In fairness to the official armed forces, it should be noted that the mass violence in many societies goes far beyond them. Terrorism, gang wars, and religious massacres continue to plague nations around the globe. In the United States, lynching has declined dramatically, but gun-related killings are quite common. More than 30,000 Americans die in gun violence each year and – in a society with over 300 million firearms in the hands of civilians – it seems unlikely that such violence will decline. Indeed, massacres by gunmen – for example, the murder of 20 children and 6 teachers at the Sandy Hook elementary school in Newtown, Connecticut – have become almost routine.
Admittedly, the Sandy Hook massacre was the work of a mentally-deranged individual. But the NRA’s response to a series of mass killings – opposition to all gun control legislation and a stubborn insistence that wider availability of guns will reduce violence – makes the Newtown maniac look relatively sane. And what is one to say about the mental state of the pro-gun zealots who, this August, made plans to turn up, fully-armed, at a Starbucks in Newtown -- and were foiled only when the horrified management shut down the coffee house?
The acceptability of mass violence is demonstrated on a much larger scale by national governments’ ongoing preparations for nuclear war. Sixty-eight years after the U.S. government employed atomic bombs to exterminate the populations of two Japanese cities and it became clear to all but the mentally feeble that nuclear war meant global annihilation, over 17,000 nuclear weapons remain in existence, with 94 percent of them in the arsenals of the U.S. and Russian governments. Despite numerous claims by national leaders that they are committed to building a nuclear weapons-free world, the United States, Russia, China, India, and Pakistan are currently modernizing their nuclear weapons, with the United States and Russia spending about $75 billion a year between them on this project.

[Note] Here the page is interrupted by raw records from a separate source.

//! The resolved module graph
//!
//! A [`ModuleGraph`] is produced only by the resolver and is frozen from then
//! on. It owns the descriptors of every resolved module and the direct
//! "reads" relation derived from their `requires` declarations.

use crate::error::ResolutionError;
use crate::ModuleDescriptor;
use rustc_hash::{FxHashMap, FxHashSet};
use std::collections::BTreeSet;
use std::sync::Arc;

/// Resolved modules and the reads relation between them
#[derive(Debug, Clone, Default)]
pub struct ModuleGraph {
    /// All modules in the graph
    nodes: FxHashMap<String, Arc<ModuleDescriptor>>,

    /// module -> modules it reads
    reads: FxHashMap<String, BTreeSet<String>>,

    /// module -> modules that read it
    readers: FxHashMap<String, BTreeSet<String>>,
}

impl ModuleGraph {
    pub(crate) fn new() -> Self {
        Self::default()
    }

    pub(crate) fn add_module(&mut self, descriptor: Arc<ModuleDescriptor>) {
        self.nodes.insert(descriptor.name().to_string(), descriptor);
    }

    pub(crate) fn add_read_edge(&mut self, from: &str, to: &str) {
        self.reads
            .entry(from.to_string())
            .or_default()
            .insert(to.to_string());
        self.readers
            .entry(to.to_string())
            .or_default()
            .insert(from.to_string());
    }

    /// Whether `name` is a module of the graph
    pub fn contains(&self, name: &str) -> bool {
        self.nodes.contains_key(name)
    }

    /// Descriptor of `name`
    pub fn descriptor(&self, name: &str) -> Option<&Arc<ModuleDescriptor>> {
        self.nodes.get(name)
    }

    /// Every module name, sorted
    pub fn module_names(&self) -> Vec<&str> {
        let mut names: Vec<_> = self.nodes.keys().map(String::as_str).collect();
        names.sort_unstable();
        names
    }

    /// Number of modules
    pub fn len(&self) -> usize {
        self.nodes.len()
    }

    /// Whether the graph has no modules
    pub fn is_empty(&self) -> bool {
        self.nodes.is_empty()
    }

    /// Whether module `a` reads module `b`. A module in the graph always reads itself.
    pub fn reads(&self, a: &str, b: &str) -> bool {
        if a == b {
            return self.contains(a);
        }
        self.reads.get(a).is_some_and(|targets| targets.contains(b))
    }

    /// Modules read by `a`, sorted (not including `a` itself)
    pub fn reads_of(&self, a: &str) -> impl Iterator<Item = &str> {
        self.reads
            .get(a)
            .into_iter()
            .flat_map(|targets| targets.iter().map(String::as_str))
    }

    /// Modules that read `b`, sorted (not including `b` itself)
    pub fn readers_of(&self, b: &str) -> impl Iterator<Item = &str> {
        self.readers
            .get(b)
            .into_iter()
            .flat_map(|sources| sources.iter().map(String::as_str))
    }

    /// The whole reads relation as sorted `(reader, read)` pairs
    pub fn reads_relation(&self) -> Vec<(String, String)> {
        let mut edges: Vec<_> = self
            .reads
            .iter()
            .flat_map(|(from, targets)| targets.iter().map(move |to| (from.clone(), to.clone())))
            .collect();
        edges.sort_unstable();
        edges
    }

    /// Number of reads edges
    pub fn edge_count(&self) -> usize {
        self.reads.values().map(BTreeSet::len).sum()
    }

    /// Modules ordered so that every module comes after the modules it reads.
    ///
    /// Depth-first with an explicit stack of `(module, remaining reads)`
    /// frames, so arbitrarily long requires chains are fine.
    pub fn topological_order(&self) -> Result<Vec<String>, ResolutionError> {
        let mut sorted = Vec::with_capacity(self.nodes.len());
        let mut visited: FxHashSet<&str> = FxHashSet::default();
        let mut on_path: FxHashSet<&str> = FxHashSet::default();
        let mut path = Vec::new();

        for root in self.module_names() {
            if !visited.insert(root) {
                continue;
            }
            on_path.insert(root);
            path.push((root, self.reads_of(root)));

            loop {
                let next = match path.last_mut() {
                    Some((_, reads)) => reads.next(),
                    None => break,
                };
                match next {
                    Some(dep) if on_path.contains(dep) => {
                        let start = path.iter().position(|(m, _)| *m == dep).unwrap_or(0);
                        let mut cycle: Vec<&str> = path[start..].iter().map(|(m, _)| *m).collect();
                        cycle.push(dep);
                        return Err(ResolutionError::CycleDetected {
                            cycle: cycle.join(" -> "),
                        });
                    }
                    Some(dep) => {
                        if visited.insert(dep) {
                            on_path.insert(dep);
                            path.push((dep, self.reads_of(dep)));
                        }
                    }
                    None => {
                        if let Some((done, _)) = path.pop() {
                            on_path.remove(done);
                            sorted.push(done.to_string());
                        }
                    }
                }
            }
        }

        Ok(sorted)
    }
}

Meanwhile, the North Korean government threatens to attack the United States with its small nuclear arsenal, while the Iranian government continues a uranium enrichment process that might enable it to enter the nuclear club. Appropriately enough, the famous “Doomsday Clock” of the Bulletin of the Atomic Scientists stands at five minutes to midnight.

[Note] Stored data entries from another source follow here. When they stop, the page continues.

//! Integration tests for graph resolution, finders and layouts

use modgate_core::{
    resolve, ChainFinder, DirectoryFinder, FindError, InMemoryFinder, ModuleConfig,
    ModuleDescriptor, ModuleError, ModuleLayer, ModuleLayout, ModuleResolver, ResolutionError,
};
use std::fs;
use std::path::Path;
use tempfile::TempDir;

fn write(dir: &Path, file: &str, content: &str) {
    fs::write(dir.join(file), content).unwrap();
}

fn directory_config(dir: &Path) -> ModuleConfig {
    ModuleConfig {
        search_paths: vec![dir.to_path_buf()],
        ..Default::default()
    }
}

#[test]
fn test_resolve_from_directory() {
    let temp_dir = TempDir::new().unwrap();
    write(
        temp_dir.path(),
        "java.base.json",
        r#"{ "name": "java.base", "exports": [{ "package": "java.lang" }] }"#,
    );
    write(
        temp_dir.path(),
        "m1.json",
        r#"{ "name": "m1", "requires": ["m2"], "exports": [{ "package": "p1" }] }"#,
    );
    write(
        temp_dir.path(),
        "m2.json",
        r#"{ "name": "m2", "exports": [{ "package": "p2", "to": ["m1"] }] }"#,
    );

    let config = ModuleConfig {
        base_module: Some("java.base".to_string()),
        ..directory_config(temp_dir.path())
    };
    let finder = DirectoryFinder::new(&config);
    let graph = ModuleResolver::new(&finder, &config).resolve(["m1"]).unwrap();

    assert_eq!(graph.module_names(), vec!["java.base", "m1", "m2"]);
    assert_eq!(
        graph.reads_relation(),
        vec![
            ("m1".to_string(), "java.base".to_string()),
            ("m1".to_string(), "m2".to_string()),
            ("m2".to_string(), "java.base".to_string()),
        ]
    );
    assert_eq!(
        graph.topological_order().unwrap(),
        vec!["java.base", "m2", "m1"]
    );
}

#[test]
fn test_resolution_is_deterministic() {
    let modules = || {
        vec![
            ModuleDescriptor::builder("a").requires("b").requires("c").build().unwrap(),
            ModuleDescriptor::builder("b").requires("d").build().unwrap(),
            ModuleDescriptor::builder("c").requires("d").build().unwrap(),
            ModuleDescriptor::builder("d").build().unwrap(),
        ]
    };
    let finder = InMemoryFinder::try_from_iter(modules()).unwrap();

    let first = resolve(["a"], &finder).unwrap();
    let second = resolve(["a"], &finder).unwrap();
    assert_eq!(first.reads_relation(), second.reads_relation());
    assert_eq!(first.module_names(), second.module_names());
}

#[test]
fn test_resolve_long_requires_chain() {
    const CHAIN: usize = 50_000;
    let finder = InMemoryFinder::try_from_iter((0..CHAIN).map(|i| {
        let mut builder = ModuleDescriptor::builder(format!("m{}", i));
        if i + 1 < CHAIN {
            builder = builder.requires(format!("m{}", i + 1));
        }
        builder.build().unwrap()
    }))
    .unwrap();

    let graph = resolve(["m0"], &finder).unwrap();
    assert_eq!(graph.len(), CHAIN);
    assert_eq!(graph.edge_count(), CHAIN - 1);
    assert!(graph.reads("m0", "m1"));
    assert!(!graph.reads("m0", "m2"));
}

#[test]
fn test_conflicting_in_memory_definitions_rejected() {
    let result = InMemoryFinder::try_from_iter(vec![
        ModuleDescriptor::builder("m2").exports("p2").build().unwrap(),
        ModuleDescriptor::builder("m2").conceals("p2").build().unwrap(),
    ]);
    assert!(matches!(
        result,
        Err(ResolutionError::DuplicateModule { ref name }) if name == "m2"
    ));
}

#[test]
fn test_missing_module_aborts_without_graph() {
    let temp_dir = TempDir::new().unwrap();
    write(
        temp_dir.path(),
        "m1.json",
        r#"{ "name": "m1", "requires": ["m2", "m3"] }"#,
    );
    write(temp_dir.path(), "m2.json", r#"{ "name": "m2" }"#);

    let config = directory_config(temp_dir.path());
    let finder = DirectoryFinder::new(&config);
    let err = ModuleResolver::new(&finder, &config)
        .resolve(["m1"])
        .unwrap_err();

    assert_eq!(err.to_string(), "Module m3 not found, required by m1");
}

#[test]
fn test_finder_errors_abort_resolution() {
    let temp_dir = TempDir::new().unwrap();
    write(temp_dir.path(), "m1.json", r#"{ "name": "m1", "requires": ["m2"] }"#);
    write(temp_dir.path(), "m2.json", r#"{ "name": "m2", "bogus": true }"#);

    let config = directory_config(temp_dir.path());
    let finder = DirectoryFinder::new(&config);
    let result = ModuleResolver::new(&finder, &config).resolve(["m1"]);

    assert!(matches!(
        result,
        Err(ResolutionError::Find(FindError::Parse { .. }))
    ));
}

#[test]
fn test_chain_prefers_in_memory_definitions() {
    let temp_dir = TempDir::new().unwrap();
    write(temp_dir.path(), "m2.json", r#"{ "name": "m2" }"#);

    let config = directory_config(temp_dir.path());
    let overrides = InMemoryFinder::try_from_iter(vec![
        ModuleDescriptor::builder("m1").requires("m2").build().unwrap(),
        ModuleDescriptor::builder("m2").exports("p2").build().unwrap(),
    ])
    .unwrap();
    let finder = ChainFinder::new()
        .then(overrides)
        .then(DirectoryFinder::new(&config));

    let graph = resolve(["m1"], &finder).unwrap();
    assert!(graph.descriptor("m2").unwrap().export_rule_for("p2").is_some());
}

#[test]
fn test_layout_file() {
    let temp_dir = TempDir::new().unwrap();
    let path = temp_dir.path().join("layout.json");
    fs::write(
        &path,
        r#"{
            "base_module": "java.base",
            "roots": ["m1"],
            "modules": [
                { "name": "java.base", "exports": [{ "package": "java.lang" }] },
                { "name": "m1", "requires": ["m2"] },
                { "name": "m2", "exports": [{ "package": "p2", "to": ["m1", "ALL-UNNAMED"] }] }
            ],
            "loaders": { "m1": 1, "m2": 1 }
        }"#,
    )
    .unwrap();

    let layout = ModuleLayout::load(&path).unwrap();
    let layer = ModuleLayer::from_layout(&layout, &ModuleConfig::default()).unwrap();

    assert!(layer.graph().reads("m2", "java.base"));
    assert!(layer
        .graph()
        .descriptor("m2")
        .unwrap()
        .export_rule_for("p2")
        .unwrap()
        .permits_unnamed());
}

#[test]
fn test_layout_errors() {
    let temp_dir = TempDir::new().unwrap();
    let missing = temp_dir.path().join("missing.json");
    assert!(matches!(
        ModuleLayout::load(&missing),
        Err(ModuleError::Io { .. })
    ));

    let bad = temp_dir.path().join("bad.json");
    fs::write(&bad, r#"{ "modules": [{ "name": "" }] }"#).unwrap();
    assert!(matches!(
        ModuleLayout::load(&bad),
        Err(ModuleError::Parse { .. })
    ));
}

There are, of course, important countervailing trends. Responding to the development of modern, mechanized warfare, mass-based peace movements began to appear in the nineteenth century. During the twentieth century, these movements grew even larger, particularly after the advent of nuclear weapons. In place of war, they championed international arbitration, global cooperation, arms control and disarmament, and the development of global governance. The World Court, the United Nations, and other international institutions owe much to this public pressure. Within individual nations, as well, critics of mass violence fostered new, more cooperative modes of education, non-violent resistance, conflict resolution, innovative therapies, peace studies programs, and gun control campaigns.

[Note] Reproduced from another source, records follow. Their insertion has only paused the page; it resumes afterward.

//! Module descriptors
//!
//! A [`ModuleDescriptor`] is the static contract of one module: its name, the
//! modules it requires, and the export and opens rules of its packages.
//! Descriptors are validated once by [`ModuleDescriptorBuilder::build`] and are
//! immutable afterwards. They serialize to and from the JSON declaration form
//! read by the directory finder and module layouts.

use crate::error::DescriptorError;
use crate::exports::{ExportKind, ExportRule, ExportTable, ALL_UNNAMED};
use crate::{ModuleError, Result};
use serde::{Deserialize, Serialize};
use std::collections::BTreeSet;

/// Immutable description of one module
#[derive(Debug, Clone, PartialEq, Eq, Serialize, Deserialize)]
#[serde(try_from = "DescriptorDecl", into = "DescriptorDecl")]
pub struct ModuleDescriptor {
    name: String,
    open: bool,
    requires: BTreeSet<String>,
    exports: ExportTable,
    opens: ExportTable,
    packages: BTreeSet<String>,
}

impl ModuleDescriptor {
    /// Start building a descriptor for the module `name`
    pub fn builder(name: impl Into<String>) -> ModuleDescriptorBuilder {
        ModuleDescriptorBuilder::new(name)
    }

    /// The module's name
    pub fn name(&self) -> &str {
        &self.name
    }

    /// Whether this is an open module (every package open for deep reflection)
    pub fn is_open(&self) -> bool {
        self.open
    }

    /// Names of the modules this module requires, as declared
    pub fn requires(&self) -> &BTreeSet<String> {
        &self.requires
    }

    /// The export table
    pub fn exports(&self) -> &ExportTable {
        &self.exports
    }

    /// The opens table
    pub fn opens(&self) -> &ExportTable {
        &self.opens
    }

    /// Every package contained in the module
    pub fn packages(&self) -> &BTreeSet<String> {
        &self.packages
    }

    /// Whether the module contains `package`
    pub fn contains_package(&self, package: &str) -> bool {
        self.packages.contains(package)
    }

    /// Export rule for `package`; `None` means the package is concealed
    /// (or not in the module at all, which is treated the same way)
    pub fn export_rule_for(&self, package: &str) -> Option<&ExportRule> {
        self.exports.rule_for(package)
    }

    /// Opens rule for `package`; `None` means no explicit opens declaration
    pub fn opens_rule_for(&self, package: &str) -> Option<&ExportRule> {
        self.opens.rule_for(package)
    }

    /// Packages in the module that are neither exported nor opened
    pub fn concealed_packages(&self) -> BTreeSet<&str> {
        self.packages
            .iter()
            .map(String::as_str)
            .filter(|p| !self.exports.contains(p) && !(self.open || self.opens.contains(p)))
            .collect()
    }

    /// A copy of this descriptor whose `package` is additionally exported to
    /// all unnamed modules. The receiver is left untouched.
    pub fn with_exports_to_all_unnamed(&self, package: &str) -> Result<ModuleDescriptor> {
        if !self.contains_package(package) {
            return Err(ModuleError::UnknownPackage {
                module: self.name.clone(),
                package: package.to_string(),
            });
        }
        let mut widened = self.clone();
        widened.exports.widen_to_all_unnamed(package);
        Ok(widened)
    }

    /// The declaration form of this descriptor, with entries in sorted order
    pub fn to_decl(&self) -> DescriptorDecl {
        DescriptorDecl {
            name: self.name.clone(),
            open: self.open,
            requires: self.requires.iter().cloned().collect(),
            exports: rule_decls(&self.exports),
            opens: rule_decls(&self.opens),
            packages: self.packages.iter().cloned().collect(),
            concealed: Vec::new(),
        }
    }
}

fn rule_decls(table: &ExportTable) -> Vec<RuleDecl> {
    let mut decls = Vec::new();
    for package in table.packages() {
        let Some(rule) = table.rule_for(package) else {
            continue;
        };
        for kind in rule.kinds() {
            let to = match kind {
                ExportKind::Unqualified => None,
                ExportKind::QualifiedTo(targets) => Some(targets.into_iter().collect()),
                ExportKind::ToAllUnnamed => Some(vec![ALL_UNNAMED.to_string()]),
            };
            decls.push(RuleDecl {
                package: package.to_string(),
                to,
            });
        }
    }
    decls
}

/// JSON declaration of a module, as found in descriptor files and layouts
#[derive(Debug, Clone, Default, PartialEq, Eq, Serialize, Deserialize)]
#[serde(deny_unknown_fields)]
pub struct DescriptorDecl {
    /// Module name
    pub name: String,

    /// Whether the module is open
    #[serde(default, skip_serializing_if = "std::ops::Not::not")]
    pub open: bool,

    /// Required module names
    #[serde(default, skip_serializing_if = "Vec::is_empty")]
    pub requires: Vec<String>,

    /// Export declarations
    #[serde(default, skip_serializing_if = "Vec::is_empty")]
    pub exports: Vec<RuleDecl>,

    /// Opens declarations
    #[serde(default, skip_serializing_if = "Vec::is_empty")]
    pub opens: Vec<RuleDecl>,

    /// Additional packages contained in the module
    #[serde(default, skip_serializing_if = "Vec::is_empty")]
    pub packages: Vec<String>,

    /// Packages explicitly declared concealed
    #[serde(default, skip_serializing_if = "Vec::is_empty")]
    pub concealed: Vec<String>,
}

/// One `exports` or `opens` entry
#[derive(Debug, Clone, PartialEq, Eq, Serialize, Deserialize)]
#[serde(deny_unknown_fields)]
pub struct RuleDecl {
    /// Package the rule applies to
    pub package: String,

    /// Target modules; absent means unqualified, `ALL-UNNAMED` means every unnamed module
    #[serde(default, skip_serializing_if = "Option::is_none")]
    pub to: Option<Vec<String>>,
}

impl TryFrom<DescriptorDecl> for ModuleDescriptor {
    type Error = DescriptorError;

    fn try_from(decl: DescriptorDecl) -> std::result::Result<Self, Self::Error> {
        let mut builder = ModuleDescriptor::builder(decl.name);
        if decl.open {
            builder = builder.open_module();
        }
        for required in decl.requires {
            builder = builder.requires(required);
        }
        for export in decl.exports {
            builder = match export.to {
                None => builder.exports(export.package),
                Some(targets) => builder.exports_to(export.package, targets),
            };
        }
        for opens in decl.opens {
            builder = match opens.to {
                None => builder.opens(opens.package),
                Some(targets) => builder.opens_to(opens.package, targets),
            };
        }
        for package in decl.packages {
            builder = builder.package(package);
        }
        for package in decl.concealed {
            builder = builder.conceals(package);
        }
        builder.build()
    }
}

impl From<ModuleDescriptor> for DescriptorDecl {
    fn from(descriptor: ModuleDescriptor) -> Self {
        descriptor.to_decl()
    }
}

#[derive(Debug, Clone, Copy, PartialEq, Eq)]
enum RuleTable {
    Exports,
    Opens,
}

#[derive(Debug, Clone)]
enum Target {
    All,
    Some(Vec<String>),
}

/// Builder for [`ModuleDescriptor`]; all validation happens in [`build`](Self::build)
#[derive(Debug, Clone)]
pub struct ModuleDescriptorBuilder {
    name: String,
    open: bool,
    requires: Vec<String>,
    rules: Vec<(RuleTable, String, Target)>,
    packages: Vec<String>,
    concealed: Vec<String>,
}

impl ModuleDescriptorBuilder {
    fn new(name: impl Into<String>) -> Self {
        Self {
            name: name.into(),
            open: false,
            requires: Vec::new(),
            rules: Vec::new(),
            packages: Vec::new(),
            concealed: Vec::new(),
        }
    }

    /// Declare the module open
    pub fn open_module(mut self) -> Self {
        self.open = true;
        self
    }

    /// Require (read) another module
    pub fn requires(mut self, module: impl Into<String>) -> Self {
        self.requires.push(module.into());
        self
    }

    /// Export `package` to every reader
    pub fn exports(mut self, package: impl Into<String>) -> Self {
        self.rules.push((RuleTable::Exports, package.into(), Target::All));
        self
    }

    /// Export `package` to the listed modules. `ALL-UNNAMED` among the targets
    /// adds a to-all-unnamed rule.
    pub fn exports_to<I, S>(mut self, package: impl Into<String>, targets: I) -> Self
    where
        I: IntoIterator<Item = S>,
        S: Into<String>,
    {
        let targets = targets.into_iter().map(Into::into).collect();
        self.rules
            .push((RuleTable::Exports, package.into(), Target::Some(targets)));
        self
    }

    /// Export `package` to every unnamed module
    pub fn exports_to_all_unnamed(self, package: impl Into<String>) -> Self {
        self.exports_to(package, [ALL_UNNAMED])
    }

    /// Open `package` for deep reflection by every reader
    pub fn opens(mut self, package: impl Into<String>) -> Self {
        self.rules.push((RuleTable::Opens, package.into(), Target::All));
        self
    }

    /// Open `package` for deep reflection by the listed modules
    pub fn opens_to<I, S>(mut self, package: impl Into<String>, targets: I) -> Self
    where
        I: IntoIterator<Item = S>,
        S: Into<String>,
    {
        let targets = targets.into_iter().map(Into::into).collect();
        self.rules
            .push((RuleTable::Opens, package.into(), Target::Some(targets)));
        self
    }

    /// Declare a package contained in the module without any rule
    pub fn package(mut self, package: impl Into<String>) -> Self {
        self.packages.push(package.into());
        self
    }

    /// Declare a package contained in the module that must stay concealed
    pub fn conceals(mut self, package: impl Into<String>) -> Self {
        self.concealed.push(package.into());
        self
    }

    /// Validate the declarations and produce the descriptor
    pub fn build(self) -> std::result::Result<ModuleDescriptor, DescriptorError> {
        if !is_valid_name(&self.name) {
            return Err(DescriptorError::InvalidModuleName { name: self.name });
        }
        let module = self.name;

        let mut requires = BTreeSet::new();
        for target in self.requires {
            if !is_valid_name(&target) {
                return Err(DescriptorError::InvalidModuleName { name: target });
            }
            if !requires.insert(target.clone()) {
                return Err(DescriptorError::DuplicateRequires { module, target });
            }
        }

        let mut packages = BTreeSet::new();
        let mut exports = ExportTable::new();
        let mut opens = ExportTable::new();

        for (table, package, target) in self.rules {
            if !is_valid_name(&package) {
                return Err(DescriptorError::InvalidPackageName { module, package });
            }
            if table == RuleTable::Opens && self.open {
                return Err(DescriptorError::OpensInOpenModule { module, package });
            }

            let kinds = match target {
                Target::All => vec![ExportKind::Unqualified],
                Target::Some(targets) => split_targets(&module, &package, targets)?,
            };

            let rules = match table {
                RuleTable::Exports => &mut exports,
                RuleTable::Opens => &mut opens,
            };
            for kind in kinds {
                if !rules.declare(&package, kind) {
                    return Err(match table {
                        RuleTable::Exports => DescriptorError::DuplicateExport { module, package },
                        RuleTable::Opens => DescriptorError::DuplicateOpens { module, package },
                    });
                }
            }
            packages.insert(package);
        }

        for package in self.packages {
            if !is_valid_name(&package) {
                return Err(DescriptorError::InvalidPackageName { module, package });
            }
            packages.insert(package);
        }

        for package in self.concealed {
            if !is_valid_name(&package) {
                return Err(DescriptorError::InvalidPackageName { module, package });
            }
            if exports.contains(&package) {
                return Err(DescriptorError::ConcealedAndExported { module, package });
            }
            if opens.contains(&package) {
                return Err(DescriptorError::ConcealedAndOpened { module, package });
            }
            packages.insert(package);
        }

        Ok(ModuleDescriptor {
            name: module,
            open: self.open,
            requires,
            exports,
            opens,
            packages,
        })
    }
}

/// Turn a qualified target list into rule kinds, pulling out `ALL-UNNAMED`
fn split_targets(
    module: &str,
    package: &str,
    targets: Vec<String>,
) -> std::result::Result<Vec<ExportKind>, DescriptorError> {
    if targets.is_empty() {
        return Err(DescriptorError::EmptyTargets {
            module: module.to_string(),
            package: package.to_string(),
        });
    }

    let mut all_unnamed = false;
    let mut named = BTreeSet::new();
    for target in targets {
        if target == ALL_UNNAMED {
            all_unnamed = true;
        } else if is_valid_name(&target) {
            named.insert(target);
        } else {
            return Err(DescriptorError::InvalidModuleName { name: target });
        }
    }

    let mut kinds = Vec::with_capacity(2);
    if !named.is_empty() {
        kinds.push(ExportKind::QualifiedTo(named));
    }
    if all_unnamed {
        kinds.push(ExportKind::ToAllUnnamed);
    }
    Ok(kinds)
}

/// Whether `name` is a legal module or package name: one or more
/// dot-separated identifiers
pub fn is_valid_name(name: &str) -> bool {
    !name.is_empty() && name.split('.').all(is_identifier)
}

fn is_identifier(segment: &str) -> bool {
    let mut chars = segment.chars();
    match chars.next() {
        Some(c) if c.is_alphabetic() || c == '_' || c == '$' => {}
        _ => return false,
    }
    chars.all(|c| c.is_alphanumeric() || c == '_' || c == '$')
}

But resorting to violence is a long-term, deeply-ingrained habit in human history, and is not easily discarded. To shake it probably requires less attention to a royal childbirth or the latest sex scandal and more attention to the dangers of mass violence in an age of modern weaponry and war. This was certainly what the French writer, Albert Camus, meant when, in the immediate aftermath of World War II and the first use of nuclear weapons, he offered a simple but powerful challenge: “All I ask is that, in the midst of a murderous world, we agree to reflect on murder and to make a choice.”